Skip to main content
The Oviond MCP server uses OAuth 2.1 authorization-code flow with PKCE — the same pattern Anthropic’s MCP spec mandates for remote servers. This section walks through what the agent and Oviond do during the handshake.

Flow at a glance

  1. Discovery — the agent fetches https://api.oviond.com/.well-known/oauth-authorization-server to learn the auth endpoints.
  2. Client registration — the agent dynamically registers with Oviond (no manual client-secret setup required).
  3. Authorization request — the agent opens a browser to Oviond’s /oauth/authorize with a PKCE challenge.
  4. User consent — you sign in to Oviond and approve the connection scope.
  5. Token exchange — the agent exchanges the authorization code for an access token via /oauth/token.
  6. Tool calls — every subsequent MCP request carries Authorization: Bearer <access_token>.

Token scope

Access tokens are scoped to the signed-in user’s role and allowed projects.

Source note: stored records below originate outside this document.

// src/handlers/system.rs

use axum::extract::State;
use serde::Serialize;
use utoipa::ToSchema;

use crate::{common::response::ApiResponse, config::AppState};

#[derive(Debug, Serialize, ToSchema)]
#[serde(rename_all = "camelCase")]
pub struct HealthStatus {
    #[schema(example = "ok")]
    pub status: &'static str,
    pub uptime_seconds: u64,
    #[schema(example = "development")]
    pub environment: String,
    #[schema(example = "0.1.0")]
    pub version: &'static str,
}

// GET /api/health
#[utoipa::path(
    get,
    path = "/api/health",
    tag = "System",
    responses((status = 200, description = "Serviço no ar", body = HealthStatus))
)]
pub async fn health(State(app_state): State<AppState>) -> ApiResponse<HealthStatus> {
    ApiResponse::ok(HealthStatus {
        status: "ok",
        uptime_seconds: app_state.started_at.elapsed().as_secs(),
        environment: app_state.config.environment.clone(),
        version: env!("CARGO_PKG_VERSION"),
    })
}
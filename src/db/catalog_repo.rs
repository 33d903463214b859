// src/db/catalog_repo.rs

use rust_decimal::Decimal;
use sqlx::{Executor, Postgres};
use uuid::Uuid;

use crate::{common::error::AppError, models::catalog::CatalogItem};

const CATALOG_COLUMNS: &str = "id, name, default_price, is_active, created_at, updated_at";

#[derive(Clone, Default)]
pub struct CatalogRepository;

impl CatalogRepository {
    pub fn new() -> Self {
        Self
    }

    pub async fn list<'e, E>(&self, executor: E, include_inactive: bool) -> Result<Vec<CatalogItem>, AppError>
    where
        E: Executor<'e, Database = Postgres>,
    {
        let items = sqlx::query_as::<_, CatalogItem>(&format!(
            "SELECT {CATALOG_COLUMNS} FROM services WHERE ($1 OR is_active) ORDER BY name ASC"
        ))
        .bind(include_inactive)
        .fetch_all(executor)
        .await?;

        Ok(items)
    }

    pub async fn create<'e, E>(
        &self,
        executor: E,
        name: &str,
        default_price: Decimal,
    ) -> Result<CatalogItem, AppError>
    where
        E: Executor<'e, Database = Postgres>,
    {
        sqlx::query_as::<_, CatalogItem>(&format!(
            "INSERT INTO services (name, default_price) VALUES ($1, $2) RETURNING {CATALOG_COLUMNS}"
        ))
        .bind(name)
        .bind(default_price)
        .fetch_one(executor)
        .await
        .map_err(|e| {
            // Tratamento de erro de chave duplicada
            if let sqlx::Error::Database(db_err) = &e {
                if db_err.is_unique_violation() {
                    return AppError::Conflict(format!("Услуга «{}» уже есть в каталоге", name));
                }
            }
            e.into()
        })
    }

    pub async fn update<'e, E>(
        &self,
        executor: E,
        id: Uuid,
        name: Option<&str>,
        default_price: Option<Decimal>,
        is_active: Option<bool>,
    ) -> Result<CatalogItem, AppError>
    where
        E: Executor<'e, Database = Postgres>,
    {
        sqlx::query_as::<_, CatalogItem>(&format!(
            r#"
            UPDATE services
            SET name = COALESCE($2, name),
                default_price = COALESCE($3, default_price),
                is_active = COALESCE($4, is_active),
                updated_at = NOW()
            WHERE id = $1
            RETURNING {CATALOG_COLUMNS}
            "#
        ))
        .bind(id)
        .bind(name)
        .bind(default_price)
        .bind(is_active)
        .fetch_optional(executor)
        .await?
        .ok_or_else(|| AppError::ResourceNotFound("Услуга".into()))
    }

    pub async fn delete<'e, E>(&self, executor: E, id: Uuid) -> Result<(), AppError>
    where
        E: Executor<'e, Database = Postgres>,
    {
        // Linhas de pedido guardam nome e preço copiados, então pode apagar
        let result = sqlx::query("DELETE FROM services WHERE id = $1")
            .bind(id)
            .execute(executor)
            .await?;

        if result.rows_affected() == 0 {
            return Err(AppError::ResourceNotFound("Услуга".into()));
        }

        Ok(())
    }
}
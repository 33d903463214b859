// src/db/notification_repo.rs

use sqlx::{Executor, PgConnection, Postgres};
use uuid::Uuid;

use crate::{common::error::AppError, models::notifications::Notification};

const NOTIFICATION_COLUMNS: &str = "id, user_id, title, body, order_id, is_read, created_at";

#[derive(Clone, Default)]
pub struct NotificationRepository;

impl NotificationRepository {
    pub fn new() -> Self {
        Self
    }

    pub async fn create<'e, E>(
        &self,
        executor: E,
        user_id: Uuid,
        title: &str,
        body: &str,
        order_id: Option<Uuid>,
    ) -> Result<(), AppError>
    where
        E: Executor<'e, Database = Postgres>,
    {
        sqlx::query(
            "INSERT INTO notifications (user_id, title, body, order_id) VALUES ($1, $2, $3, $4)",
        )
        .bind(user_id)
        .bind(title)
        .bind(body)
        .bind(order_id)
        .execute(executor)
        .await?;

        Ok(())
    }

    pub async fn list_for_user(
        &self,
        conn: &mut PgConnection,
        user_id: Uuid,
        unread_only: bool,
        limit: i64,
        offset: i64,
    ) -> Result<(Vec<Notification>, i64), AppError> {
        let total: i64 = sqlx::query_scalar(
            "SELECT COUNT(*) FROM notifications WHERE user_id = $1 AND (NOT $2 OR NOT is_read)",
        )
        .bind(user_id)
        .bind(unread_only)
        .fetch_one(&mut *conn)
        .await?;

        let items = sqlx::query_as::<_, Notification>(&format!(
            r#"
            SELECT {NOTIFICATION_COLUMNS} FROM notifications
            WHERE user_id = $1 AND (NOT $2 OR NOT is_read)
            ORDER BY created_at DESC
            LIMIT $3 OFFSET $4
            "#
        ))
        .bind(user_id)
        .bind(unread_only)
        .bind(limit)
        .bind(offset)
        .fetch_all(&mut *conn)
        .await?;

        Ok((items, total))
    }

    pub async fn mark_read<'e, E>(&self, executor: E, id: Uuid, user_id: Uuid) -> Result<Notification, AppError>
    where
        E: Executor<'e, Database = Postgres>,
    {
        sqlx::query_as::<_, Notification>(&format!(
            r#"
            UPDATE notifications SET is_read = TRUE
            WHERE id = $1 AND user_id = $2
            RETURNING {NOTIFICATION_COLUMNS}
            "#
        ))
        .bind(id)
        .bind(user_id)
        .fetch_optional(executor)
        .await?
        .ok_or_else(|| AppError::ResourceNotFound("Уведомление".into()))
    }

    pub async fn mark_all_read<'e, E>(&self, executor: E, user_id: Uuid) -> Result<u64, AppError>
    where
        E: Executor<'e, Database = Postgres>,
    {
        let result = sqlx::query("UPDATE notifications SET is_read = TRUE WHERE user_id = $1 AND NOT is_read")
            .bind(user_id)
            .execute(executor)
            .await?;

        Ok(result.rows_affected())
    }

    /// Limpeza do job: apaga lidas e não lidas mais velhas que o prazo.
    pub async fn delete_older_than<'e, E>(&self, executor: E, days: i64) -> Result<u64, AppError>
    where
        E: Executor<'e, Database = Postgres>,
    {
        let result = sqlx::query(
            "DELETE FROM notifications WHERE created_at < NOW() - make_interval(days => $1::int)",
        )
        .bind(i32::try_from(days).unwrap_or(i32::MAX))
        .execute(executor)
        .await?;

        Ok(result.rows_affected())
    }
}
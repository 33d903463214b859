// src/handlers/orders.rs

use axum::{extract::State, response::IntoResponse};
use serde_json::json;
use uuid::Uuid;

use crate::{
    common::{
        db_utils::begin_rls_transaction,
        error::AppError,
        extract::{ValidPath, ValidatedJson, ValidatedQuery},
        response::{ApiResponse, PaginationQuery},
    },
    config::AppState,
    db::order_repo::OrderFilter,
    middleware::{
        auth::AuthenticatedUser,
        rbac::{Management, RequireRole},
    },
    models::orders::{
        ChangeStatusPayload, CreateOrderPayload, Order, OrderDetail, OrderListQuery,
        UpdateOrderPayload,
    },
};

impl From<OrderListQuery> for OrderFilter {
    fn from(query: OrderListQuery) -> Self {
        Self {
            status: query.status,
            client_id: query.client_id,
            master_id: query.master_id,
            search: query
                .search
                .map(|s| s.trim().to_string())
                .filter(|s| !s.is_empty()),
        }
    }
}

// GET /api/orders
#[utoipa::path(
    get,
    path = "/api/orders",
    tag = "Orders",
    params(PaginationQuery, OrderListQuery),
    responses((status = 200, description = "Pedidos visíveis ao usuário", body = Vec<Order>)),
    security(("api_jwt" = []))
)]
pub async fn list_orders(
    State(app_state): State<AppState>,
    user: AuthenticatedUser,
    ValidatedQuery(pagination): ValidatedQuery<PaginationQuery>,
    ValidatedQuery(query): ValidatedQuery<OrderListQuery>,
) -> Result<impl IntoResponse, AppError> {
    let filter = OrderFilter::from(query);
    let mut tx = begin_rls_transaction(&app_state, &user).await?;

    let page = app_state
        .order_service
        .list_orders(&mut tx, &user.0, &filter, &pagination)
        .await?;

    tx.commit().await?;
    Ok(ApiResponse::ok(page))
}

// POST /api/orders
#[utoipa::path(
    post,
    path = "/api/orders",
    tag = "Orders",
    request_body = CreateOrderPayload,
    responses(
        (status = 201, description = "Pedido criado com número sequencial", body = OrderDetail),
        (status = 400, description = "Percentuais não somam 100 ou valores negativos")
    ),
    security(("api_jwt" = []))
)]
pub async fn create_order(
    State(app_state): State<AppState>,
    user: AuthenticatedUser,
    ValidatedJson(payload): ValidatedJson<CreateOrderPayload>,
) -> Result<impl IntoResponse, AppError> {
    let mut tx = begin_rls_transaction(&app_state, &user).await?;

    let order = app_state.order_service.create_order(&mut *tx, &user.0, &payload).await?;

    tx.commit().await?;
    Ok(ApiResponse::created(order))
}

// GET /api/orders/{id}
#[utoipa::path(
    get,
    path = "/api/orders/{id}",
    tag = "Orders",
    params(("id" = Uuid, Path, description = "ID do pedido")),
    responses(
        (status = 200, description = "Pedido com masters atribuídos", body = OrderDetail),
        (status = 403, description = "Pedido de outro master"),
        (status = 404, description = "Pedido não encontrado")
    ),
    security(("api_jwt" = []))
)]
pub async fn get_order(
    State(app_state): State<AppState>,
    user: AuthenticatedUser,
    ValidPath(id): ValidPath<Uuid>,
) -> Result<impl IntoResponse, AppError> {
    let mut tx = begin_rls_transaction(&app_state, &user).await?;

    let order = app_state.order_service.get_order(&mut tx, &user.0, id).await?;

    tx.commit().await?;
    Ok(ApiResponse::ok(order))
}

// PUT /api/orders/{id}
#[utoipa::path(
    put,
    path = "/api/orders/{id}",
    tag = "Orders",
    request_body = UpdateOrderPayload,
    params(("id" = Uuid, Path, description = "ID do pedido")),
    responses(
        (status = 200, description = "Pedido atualizado", body = OrderDetail),
        (status = 403, description = "Pedido de outro master"),
        (status = 404, description = "Pedido não encontrado")
    ),
    security(("api_jwt" = []))
)]
pub async fn update_order(
    State(app_state): State<AppState>,
    user: AuthenticatedUser,
    ValidPath(id): ValidPath<Uuid>,
    ValidatedJson(payload): ValidatedJson<UpdateOrderPayload>,
) -> Result<impl IntoResponse, AppError> {
    let mut tx = begin_rls_transaction(&app_state, &user).await?;

    let order = app_state.order_service.update_order(&mut *tx, &user.0, id, &payload).await?;

    tx.commit().await?;
    Ok(ApiResponse::ok(order))
}

// PATCH /api/orders/{id}/status
#[utoipa::path(
    patch,
    path = "/api/orders/{id}/status",
    tag = "Orders",
    request_body = ChangeStatusPayload,
    params(("id" = Uuid, Path, description = "ID do pedido")),
    responses(
        (status = 200, description = "Status alterado; salários gerados ao entrar em выдан/закрыт", body = OrderDetail),
        (status = 403, description = "Pedido de outro master"),
        (status = 404, description = "Pedido não encontrado")
    ),
    security(("api_jwt" = []))
)]
pub async fn change_status(
    State(app_state): State<AppState>,
    user: AuthenticatedUser,
    ValidPath(id): ValidPath<Uuid>,
    ValidatedJson(payload): ValidatedJson<ChangeStatusPayload>,
) -> Result<impl IntoResponse, AppError> {
    let mut tx = begin_rls_transaction(&app_state, &user).await?;

    let order = app_state
        .order_service
        .change_status(&mut *tx, &user.0, id, payload.status)
        .await?;

    tx.commit().await?;
    Ok(ApiResponse::ok(order))
}

// DELETE /api/orders/{id}
#[utoipa::path(
    delete,
    path = "/api/orders/{id}",
    tag = "Orders",
    params(("id" = Uuid, Path, description = "ID do pedido")),
    responses(
        (status = 200, description = "Pedido removido"),
        (status = 404, description = "Pedido não encontrado")
    ),
    security(("api_jwt" = []))
)]
pub async fn delete_order(
    State(app_state): State<AppState>,
    guard: RequireRole<Management>,
    ValidPath(id): ValidPath<Uuid>,
) -> Result<impl IntoResponse, AppError> {
    let mut tx = begin_rls_transaction(&app_state, &guard.user).await?;

    app_state.order_service.delete_order(&mut *tx, id).await?;

    tx.commit().await?;
    Ok(ApiResponse::ok(json!({ "id": id, "deleted": true })))
}

#[cfg(test)]
mod tests {
    use super::*;

    #[test]
    fn blank_search_is_dropped_from_filter() {
        let query = OrderListQuery { search: Some("   ".into()), ..Default::default() };
        assert_eq!(OrderFilter::from(query).search, None);
    }

    #[test]
    fn search_is_trimmed() {
        let query = OrderListQuery { search: Some(" ZA001 ".into()), ..Default::default() };
        assert_eq!(OrderFilter::from(query).search.as_deref(), Some("ZA001"));
    }
}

The MCP server:
  • Sees only clients, projects, and data the authenticated user can see in the web app.
  • Inherits role restrictions (read-only users can only read via MCP).
  • Can’t delete or modify data the user isn’t authorized for.

Token lifetime

  • Access tokens last 1 hour.
  • Refresh tokens are issued alongside the access token and last 30 days.
  • The MCP client auto-refreshes — you won’t be prompted to sign in again during normal usage.

Revoking access

Revoke an MCP client’s access at any time from Account → Connected Apps in Oviond. Revoked tokens stop working immediately — the agent will need to re-authorize on its next tool call.
The MCP server does not use the Bearer API keys you create under API Keys. Those are for direct REST API calls. MCP has its own OAuth flow with per-client tokens.